Where the idea for Harry Potter actually came from I really couldn't tell you. I was travelling on a train between Manchester and London and it just popped into my head. I spent four hours thinking about what Hogwarts would be like - the most interesting train journey I've ever taken. By the time I got off at King's Cross many of the characters in the books had already been invented.
So J.K. Rowling is some unknown person in the U.K., and then out of the depths of her magnificent brain -- swish, gurgle, boom -- an entire alternate world full of practically real people is hatched. (Like Hagrid's dragon egg.) How would you feel if that were you?
Writing became such a process of discovery that I couldn't wait to get to work in the morning: I wanted to know what I was going to say. --Sharon O'Brien
I used to go wild with frustration in grad school whenever we'd discuss Stanley Fish's Reader-Response theory. It was, of course, influenced by postmodern notions of truth (truth is entirely subjective), and what the privitization of meaning. Reader-Response Theory is a form of literary criticism that rejects the author's intentions when writing something, and places meaning solely with those receiving the text. The interpretive community creates its own reality. In other words, forget what Rowling (or any other author) intended, because all that matters is what I, the reader, perceive. The bottom line is that the text itself is without inherent meaning, and meaning resides only in the reader.

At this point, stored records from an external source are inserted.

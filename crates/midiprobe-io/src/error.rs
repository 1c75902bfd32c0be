//! Error types for the stream I/O layer.

use midiprobe_core::EncodeError;
use thiserror::Error;

#[derive(Error, Debug)]
pub enum Error {
    #[error("Encode error: {0}")]
    Encode(#[from] EncodeError),

    #[error("Transport error: {0}")]
    Transport(String),

    #[error("Invalid config: {0}")]
    InvalidConfig(String),

    #[error("Stream is closed")]
    StreamClosed,
}

impl<T> From<crossbeam_channel::TrySendError<T>> for Error {
    fn from(e: crossbeam_channel::TrySendError<T>) -> Self {
        Error::Transport(e.to_string())
    }
}

pub type Result<T> = std::result::Result<T, Error>;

Fish firmly believes that knowledge is not objective but always socially conditioned. All that one thinks and "knows" is an interpretation that is only made possible by the social context in which one lives.
I don't have much more, today, to say to the whole postmodern "there is no meaning in the text, there is no God, there is no gender, there is no meaning anywhere, and life is wholly subjective" bolognie except "Bolognie," and they may interpret "Bolognie" as they will.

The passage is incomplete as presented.